The Little Mermaid has always been both a good memory and problematic for me. It was a good memory because of the people I watched it with and the Howard Ashman/Alan Menken songs we wouldn’t stop singing for years. Problematic because, well, the film’s “change everything you are to get the boy” message isn’t exactly a terrific one to pass on. However, there was something more going on with the Ariel character that could excuse it, and that was to live as you are, not as someone else thinks you should be.
Could Rob Marshall’s The Little Mermaid be a trans allegory for our generation? Why, yes, I believe so. Because we’re no longer unbound by animation and limited by real human faces and bodies telling the story, there’s a certain realism that allows this story to make a whole lot more sense beyond its fairytale trappings.
For Ariel’s part, she’s never been interested in life under the sea. Not because it’s forbidden fruit or because her father, King Triton, says humans are evil; it’s because she feels more part of that world than hers. Often, we don’t choose our lives; our lives choose us, and we are called to be what we are meant to be, whether personally or professionally. Viewed through this lens, this new remake of the much-beloved 1989 animated film couldn’t be more timely or carry more significant weight in our own personal identity struggles.

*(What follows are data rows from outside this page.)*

use std::f64::consts::PI;

use nalgebra::{DMatrix, DVector};

use crate::error::{Result, TsaError};
use crate::initialization::KalmanInit;
use crate::state_space::StateSpace;

/// Treatment of the disturbance variance sigma2.
#[derive(Debug, Clone, Copy, PartialEq)]
pub enum Scale {
    /// sigma2 is known; Q = sigma2 and the initial covariance is expected to
    /// be scaled accordingly (see [`KalmanInit::stationary_scaled`]).
    Known(f64),
    /// sigma2 is profiled out; Q = 1 and the likelihood is evaluated at
    /// `sigma2_hat = (1/n_eff) Σ v²/F`.
    Concentrated,
}

/// Output of the Kalman filter log-likelihood computation.
#[derive(Debug, Clone)]
pub struct KalmanOutput {
    /// Log-likelihood value.
    pub loglike: f64,
    /// Disturbance variance: the known value or sigma2_hat.
    pub scale: f64,
    /// One-step forecast errors v_t for every observation.
    pub innovations: Vec<f64>,
    /// Forecast variances F_t in the units of the recursion (unit Q when concentrated).
    pub innovation_vars: Vec<f64>,
    /// Number of observations contributing to the likelihood (n - burn_in).
    pub n_obs_effective: usize,
}

/// Filter output with the predicted state trajectory.
#[derive(Debug, Clone)]
pub struct FilterOutput {
    pub output: KalmanOutput,
    /// a_{t|t-1} for t = 0..n.
    pub predicted_states: Vec<DVector<f64>>,
    /// a_{n|n-1}, the prediction one step past the sample.
    pub final_state: DVector<f64>,
    /// P_{n|n-1} in the units of the recursion.
    pub final_state_cov: DMatrix<f64>,
}

struct Recursion {
    innovations: Vec<f64>,
    innovation_vars: Vec<f64>,
    sum_log_f: f64,
    sum_v2_f: f64,
    states: Vec<DVector<f64>>,
    final_state: DVector<f64>,
    final_state_cov: DMatrix<f64>,
}

/// Forward recursion shared by [`kalman_loglike`] and [`kalman_filter`].
///
/// The state is updated at every step; only steps `t >= burn_in` add to the
/// likelihood sums.
fn recurse(
    endog: &[f64],
    ss: &StateSpace,
    init: &KalmanInit,
    q: f64,
    burn_in: usize,
    keep_states: bool,
) -> Result<Recursion> {
    let n = endog.len();
    if init.initial_state.len() != ss.k_states || init.initial_state_cov.nrows() != ss.k_states {
        return Err(TsaError::DimensionMismatch(format!(
            "initial state has dimension {}, state space has {}",
            init.initial_state.len(),
            ss.k_states
        )));
    }

    let mut a = init.initial_state.clone();
    let mut p = init.initial_state_cov.clone();

    let t_mat = &ss.transition;
    let z = &ss.design;
    let rqr = ss.rrt() * q;

    let mut innovations = Vec::with_capacity(n);
    let mut innovation_vars = Vec::with_capacity(n);
    let mut states = Vec::with_capacity(if keep_states { n } else { 0 });
    let mut sum_log_f = 0.0;
    let mut sum_v2_f = 0.0;

    for (t, &y_t) in endog.iter().enumerate() {
        if keep_states {
            states.push(a.clone());
        }

        // v_t = y_t - Z' a_{t|t-1}
        let v_t = y_t - z.dot(&a);
        // F_t = Z' P_{t|t-1} Z
        let p_z = &p * z;
        let f_t = z.dot(&p_z);
        if !(f_t > 0.0) || !f_t.is_finite() {
            return Err(TsaError::NonPositiveVariance { t, value: f_t });
        }

        // K = T P Z' / F
        let k_gain = (t_mat * &p_z) / f_t;
        // a_{t+1|t} = T a + K v
        a = t_mat * &a + &k_gain * v_t;
        // P_{t+1|t} = T P L' + R Q R', L = T - K Z'
        let l_mat = t_mat - &k_gain * z.transpose();
        p = t_mat * &p * l_mat.transpose() + &rqr;

        innovations.push(v_t);
        innovation_vars.push(f_t);

        if t >= burn_in {
            sum_log_f += f_t.ln();
            sum_v2_f += v_t * v_t / f_t;
        }
    }

    Ok(Recursion {
        innovations,
        innovation_vars,
        sum_log_f,
        sum_v2_f,
        states,
        final_state: a,
        final_state_cov: p,
    })
}

fn finish(rec: &Recursion, n: usize, burn_in: usize, scale: Scale) -> Result<(f64, f64, usize)> {
    if n <= burn_in {
        return Err(TsaError::InsufficientData {
            n,
            min: burn_in + 1,
        });
    }
    let n_eff = n - burn_in;
    let nf = n_eff as f64;
    let ln_2pi = (2.0 * PI).ln();

    let (loglike, sigma2) = match scale {
        Scale::Known(sigma2) => {
            let ll = -0.5 * nf * ln_2pi - 0.5 * rec.sum_log_f - 0.5 * rec.sum_v2_f;
            (ll, sigma2)
        }
        Scale::Concentrated => {
            let sigma2_hat = rec.sum_v2_f / nf;
            if !(sigma2_hat > 0.0) {
                return Err(TsaError::NonPositiveVariance {
                    t: n - 1,
                    value: sigma2_hat,
                });
            }
            let ll = -0.5 * nf * (ln_2pi + sigma2_hat.ln() + 1.0) - 0.5 * rec.sum_log_f;
            (ll, sigma2_hat)
        }
    };
    Ok((loglike, sigma2, n_eff))
}

fn disturbance_variance(scale: Scale) -> Result<f64> {
    match scale {
        Scale::Known(sigma2) if sigma2 > 0.0 && sigma2.is_finite() => Ok(sigma2),
        Scale::Known(sigma2) => Err(TsaError::InvalidConfig(format!(
            "disturbance variance must be positive, got {}",
            sigma2
        ))),
        Scale::Concentrated => Ok(1.0),
    }
}

/// Exact Gaussian log-likelihood by the prediction error decomposition.
///
/// Known scale:
///   loglike = Σ_{t>=burn} ( -½ ln 2π - ½ ln F_t - ½ v_t²/F_t )
///
/// Concentrated scale:
///   sigma2_hat = (1/n_eff) Σ v_t²/F_t
///   loglike = -n_eff/2 (ln 2π + ln sigma2_hat + 1) - ½ Σ ln F_t
///
/// A non-positive forecast variance aborts the evaluation with
/// [`TsaError::NonPositiveVariance`].
pub fn kalman_loglike(
    endog: &[f64],
    ss: &StateSpace,
    init: &KalmanInit,
    scale: Scale,
    burn_in: usize,
) -> Result<KalmanOutput> {
    let q = disturbance_variance(scale)?;
    let rec = recurse(endog, ss, init, q, burn_in, false)?;
    let (loglike, scale, n_obs_effective) = finish(&rec, endog.len(), burn_in, scale)?;
    Ok(KalmanOutput {
        loglike,
        scale,
        innovations: rec.innovations,
        innovation_vars: rec.innovation_vars,
        n_obs_effective,
    })
}

/// [`kalman_loglike`] that also keeps the predicted state trajectory and the
/// final one-step-ahead state, as used for residuals and forecasting.
pub fn kalman_filter(
    endog: &[f64],
    ss: &StateSpace,
    init: &KalmanInit,
    scale: Scale,
    burn_in: usize,
) -> Result<FilterOutput> {
    let q = disturbance_variance(scale)?;
    let rec = recurse(endog, ss, init, q, burn_in, true)?;
    let (loglike, scale, n_obs_effective) = finish(&rec, endog.len(), burn_in, scale)?;
    Ok(FilterOutput {
        output: KalmanOutput {
            loglike,
            scale,
            innovations: rec.innovations,
            innovation_vars: rec.innovation_vars,
            n_obs_effective,
        },
        predicted_states: rec.states,
        final_state: rec.final_state,
        final_state_cov: rec.final_state_cov,
    })
}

Nothing plot-wise has changed from its 1989 predecessor: A young girl is still told to live a certain way, but she is compelled to do otherwise by feelings she can’t explain. Against a parent’s wishes, she undergoes a transformation but loses her voice, having to fight to get it back and to finally be heard. Given this day and age, however, the parallel is too strong to overlook.
Ariel’s (Halle Bailey) heart’s desire is to join the humans “up where they walk, up where they run, up where they stay all day in the sun, wandering free.” You could switch her marine milieu and want to be dirtside for, let’s say, a small town and want to live in a big city. But it doesn’t quite get there, does it? To go from country life to metropolis life doesn’t mean you have to fundamentally change who you are – the most you’ll need is a change of clothes and a purpose. We’re talking about Ariel needing wholesale physiological alterations to be where she wishes to be.
Having a cute-looking boy makes the decision easier, and it might look like she’s throwing her whole life overboard for Prince Eric (Jonah Hauer-King), but some new musical material by Lin-Manuel Miranda helps us understand that she’s more interested in human life itself. Even the discomfort of a corset doesn’t stop her from being enchanted by these new events, as if they’re just another thing that humans do in their daily lives. From taking the reins of a horse and buggy to learning to dance with local villagers, everything is a bright, involving contrast to merely being another one of King Triton’s (Javier Bardem) daughters and having to hide her interest in humans from everyone except her friend Flounder (Jacob Tremblay) and majordomo Sebastian (Daveed Diggs).
Having given her voice to Ursula the Sea Witch (Melissa McCarthy) in exchange for legs, she still manages to speak volumes in her silence. There’s a ferocity and joy in everything she does and experiences, which Halle Bailey puts across with a fiery spirit. Bailey doesn’t just do a Jodi Benson impersonation; instead, she redefines Ariel as someone who knows so much about herself at a young age and doesn’t hesitate to take the chance to be the person she knows she must be. (BTW, look for Jodi Benson – the original voice of Ariel – in a small cameo toward the middle of the film.)
This self-knowledge and ingrained purpose are what separate Bailey’s iteration of Ariel from what felt like a lust-driven flight of fancy in the 1989 film. It’s this change – which feels more subtle than it should – that recolors Ariel’s transition into one that she’s meant to undergo rather than be a pool in which she wants to dip her toes. She’s not meant for just a splash in the water; she’s meant to make waves and to live her own way, and that’s where The Little Mermaid becomes more of a trans allegory than just a fairytale adaptation.
Of course, the movie could be taken as a straight-up remake of a touchstone ‘80s classic, with all the magical underwater scenes reimagined with brilliant computer wizardry. But the intervening years and the many struggles for acceptance and equity have imparted more meaning to this adaptation of Hans Christian Andersen’s fairytale. Screenwriter David Magee – also responsible for the screenplay of Mary Poppins Returns – knows how time and life can reshape the familiar into something larger. Those encountering The Little Mermaid for the first time will find a sumptuously-made musical waiting for them; those who’ve known the film will catch more engaging nuances and depth, making this one of the better Disney remakes in recent years.